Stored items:
——

/// What one tick changed.
#[derive(Debug, Clone, Default, PartialEq, Eq)]
pub struct WindowDiff {
    /// Chunk containing the observer
    pub center: ChunkCoord,
    /// Chunks that entered the window, ascending
    pub loaded: Vec<ChunkCoord>,
    /// Chunks that left the window, ascending
    pub unloaded: Vec<ChunkCoord>,
    /// Tracked chunks torn down because terrain evicted them
    pub torn_down: Vec<ChunkCoord>,
}

impl WindowDiff {
    /// Returns true if the tick changed nothing.
    #[must_use]
    pub fn is_empty(&self) -> bool {
        self.loaded.is_empty() && self.unloaded.is_empty() && self.torn_down.is_empty()
    }
}

/// Running totals.
#[derive(Debug, Clone, Copy, Default, PartialEq, Eq)]
pub struct StreamingStats {
    /// Ticks processed
    pub ticks: u64,
    /// Chunks brought into the window
    pub chunks_loaded: u64,
    /// Chunks dropped from the window
    pub chunks_unloaded: u64,
    /// Entities handed to the registry
    pub entities_registered: u64,
    /// Entities withdrawn from the registry
    pub entities_deregistered: u64,
    /// Tracked chunks torn down because terrain evicted them
    pub eviction_teardowns: u64,
}

/// The set of active chunks around one observer.
#[derive(Debug)]
pub struct StreamingWindow {
    /// Configuration
    config: StreamingConfig,
    /// Tree placement
    flora: FloraGenerator,
    /// Chunks currently inside the window
    active: BTreeSet<ChunkCoord>,
    /// Entities registered per chunk
    tracked: HashMap<ChunkCoord, Vec<WorldEntity>>,
    /// Entity ID source for this world
    ids: EntityIdAllocator,
    /// Chunk the observer was in at the last tick
    center: Option<ChunkCoord>,
    /// Running totals
    stats: StreamingStats,
}

impl StreamingWindow {
    /// Creates an empty window.
    #[must_use]
    pub fn new(config: StreamingConfig, flora: FloraGenerator) -> Self {
        info!(
            "Creating streaming window with load_radius={}, chunk_width={}",
            config.load_radius, config.chunk_width
        );

        Self {
            config,
            flora,
            active: BTreeSet::new(),
            tracked: HashMap::new(),
            ids: EntityIdAllocator::new(),
            center: None,
            stats: StreamingStats::default(),
        }
    }

    /// Creates a window with the default configuration for a world.
    ///
    /// Validates a copy of `world` the same way [`Terrain::new`] does, so
    /// both agree on chunk geometry.
    #[must_use]
    pub fn for_world(world: &WorldConfig, seed: u64) -> Self {
        let mut world = world.clone();
        world.validate();
        Self::new(
            StreamingConfig::from_world(&world),
            FloraGenerator::new(seed, &world),
        )
    }

    /// Recomputes the window around `observer_x` and applies the difference.
    ///
    /// Observers beyond the representable world stop at its edge: the window
    /// never reaches past `ChunkCoord::limit`.
    pub fn tick<R>(&mut self, observer_x: f32, terrain: &mut Terrain, registry: &mut R) -> WindowDiff
    where
        R: WorldObjectRegistry + ?Sized,
    {
        let center = ChunkCoord::from_world_x(observer_x, self.config.chunk_width)
            .clamp_for_window(self.config.load_radius, self.config.chunk_width);
        let desired: BTreeSet<ChunkCoord> = center.window(self.config.load_radius).collect();

        let unloaded: Vec<ChunkCoord> = self.active.difference(&desired).copied().collect();
        let loaded: Vec<ChunkCoord> = desired.difference(&self.active).copied().collect();

        for &coord in &unloaded {
            self.unload_chunk(coord, terrain, registry);
        }
        for &coord in &loaded {
            self.load_chunk(coord, terrain, registry);
        }

        self.active = desired;
        self.center = Some(center);

        let torn_down = self.reconcile_evictions(terrain, registry);

        self.stats.ticks += 1;
        let diff = WindowDiff {
            center,
            loaded,
            unloaded,
            torn_down,
        };
        if !diff.is_empty() {
            debug!(
                "Window at {center}: +{} -{} chunks, {} cached",
                diff.loaded.len(),
                diff.unloaded.len(),
                terrain.loaded_count()
            );
        }
        diff
    }

    /// Advances runtime state (fruit respawn timers) of active chunks.
    pub fn update(&mut self, dt: f32) {
        for entity in self.tracked.values_mut().flatten() {
            if let EntityKind::Fruit(fruit) = entity.kind_mut() {
                fruit.update(dt);
            }
        }
    }

    /// Eats a ripe fruit in the window, returning the energy gained.
    pub fn eat_fruit(&mut self, id: EntityId) -> Option<f32> {
        let entity = self
            .tracked
            .values_mut()
            .flatten()
            .find(|entity| entity.id() == id)?;
        match entity.kind_mut() {
            EntityKind::Fruit(fruit) => fruit.eat(),
            _ => None,
        }
    }

    /// Deregisters everything and empties the window.
    pub fn clear<R>(&mut self, terrain: &mut Terrain, registry: &mut R)
    where
        R: WorldObjectRegistry + ?Sized,
    {
        let active: Vec<ChunkCoord> = self.active.iter().copied().collect();
        for coord in active {
            self.unload_chunk(coord, terrain, registry);
        }
        self.active.clear();
        self.center = None;
    }

    /// Chunks currently in the window, ascending.
    #[must_use]
    pub const fn active(&self) -> &BTreeSet<ChunkCoord> {
        &self.active
    }

    /// Checks if a chunk is in the window.
    #[must_use]
    pub fn is_active(&self, coord: ChunkCoord) -> bool {
        self.active.contains(&coord)
    }

    /// Entities registered for a chunk.
    #[must_use]
    pub fn entities(&self, coord: ChunkCoord) -> Option<&[WorldEntity]> {
        self.tracked.get(&coord).map(Vec::as_slice)
    }

    /// Looks up a registered entity.
    #[must_use]
    pub fn entity(&self, id: EntityId) -> Option<&WorldEntity> {
        self.tracked.values().flatten().find(|entity| entity.id() == id)
    }

    /// Total entities currently registered by this window.
    #[must_use]
    pub fn tracked_entity_count(&self) -> usize {
        self.tracked.values().map(Vec::len).sum()
    }

    /// Chunk the observer was in at the last tick.
    #[must_use]
    pub const fn center(&self) -> Option<ChunkCoord> {
        self.center
    }

    /// Window configuration.
    #[must_use]
    pub const fn config(&self) -> &StreamingConfig {
        &self.config
    }

    /// Running totals.
    #[must_use]
    pub const fn stats(&self) -> &StreamingStats {
        &self.stats
    }

    fn load_chunk<R>(&mut self, coord: ChunkCoord, terrain: &mut Terrain, registry: &mut R)
    where
        R: WorldObjectRegistry + ?Sized,
    {
        let min_x = coord.min_x(self.config.chunk_width);
        let max_x = coord.max_x(self.config.chunk_width);

        let blocks = terrain.create_in_range(min_x, max_x);
        terrain.set_active(coord, true);
        let trees = self.flora.generate_in_range(&*terrain, coord, min_x, max_x);

        let mut entities = Vec::with_capacity(
            blocks.len() + trees.iter().map(|tree| tree.part_count()).sum::<usize>(),
        );
        entities.extend(
            blocks
                .into_iter()
                .map(|block| WorldEntity::new(self.ids.allocate(), coord, EntityKind::Ground(block))),
        );

        let mut flora_ids = Vec::new();
        for part in trees.into_iter().flat_map(|tree| tree.into_parts()) {
            let id = self.ids.allocate();
            flora_ids.push(id);
            entities.push(WorldEntity::new(id, coord, part));
        }
        terrain.attach_flora(coord, flora_ids);

        for entity in &entities {
            registry.add(entity, entity.layer());
        }

        debug!("Loaded {coord}: {} entities", entities.len());
        self.stats.chunks_loaded += 1;
        self.stats.entities_registered += entities.len() as u64;
        self.tracked.insert(coord, entities);
    }

    fn unload_chunk<R>(&mut self, coord: ChunkCoord, terrain: &mut Terrain, registry: &mut R)
    where
        R: WorldObjectRegistry + ?Sized,
    {
        let removed = self.deregister(coord, registry);
        debug!("Unloaded {coord}: {removed} entities");
        self.stats.chunks_unloaded += 1;

        terrain.set_active(coord, false);
        if self.config.unload_on_exit {
            terrain.unload(coord);
        }
    }

    /// Deregisters everything recorded for a chunk and forgets it.
    fn deregister<R>(&mut self, coord: ChunkCoord, registry: &mut R) -> usize
    where
        R: WorldObjectRegistry + ?Sized,
    {
        let Some(entities) = self.tracked.remove(&coord) else {
            return 0;
        };
        for entity in &entities {
            registry.remove(entity.id(), entity.layer());
        }
        self.stats.entities_deregistered += entities.len() as u64;
        entities.len()
    }

    /// Terrain's cache decides what content is alive: tear down anything
    /// still tracked for a chunk it evicted.
    fn reconcile_evictions<R>(&mut self, terrain: &mut Terrain, registry: &mut R) -> Vec<ChunkCoord>
    where
        R: WorldObjectRegistry + ?Sized,
    {
        let mut torn_down = Vec::new();
        for coord in terrain.take_evictions() {
            if !self.tracked.contains_key(&coord) {
                continue;
            }
            warn!("Terrain evicted tracked {coord}, tearing down its entities");
            self.deregister(coord, registry);
            self.active.remove(&coord);
            self.stats.eviction_teardowns += 1;
            torn_down.push(coord);
        }
        torn_down
    }
}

——

#### [Aim of the exercise]
Would you please copy every line in the data that contains the word "EntityIdAllocator"?

#### [Task answer]
    ids: EntityIdAllocator,
            ids: EntityIdAllocator::new(),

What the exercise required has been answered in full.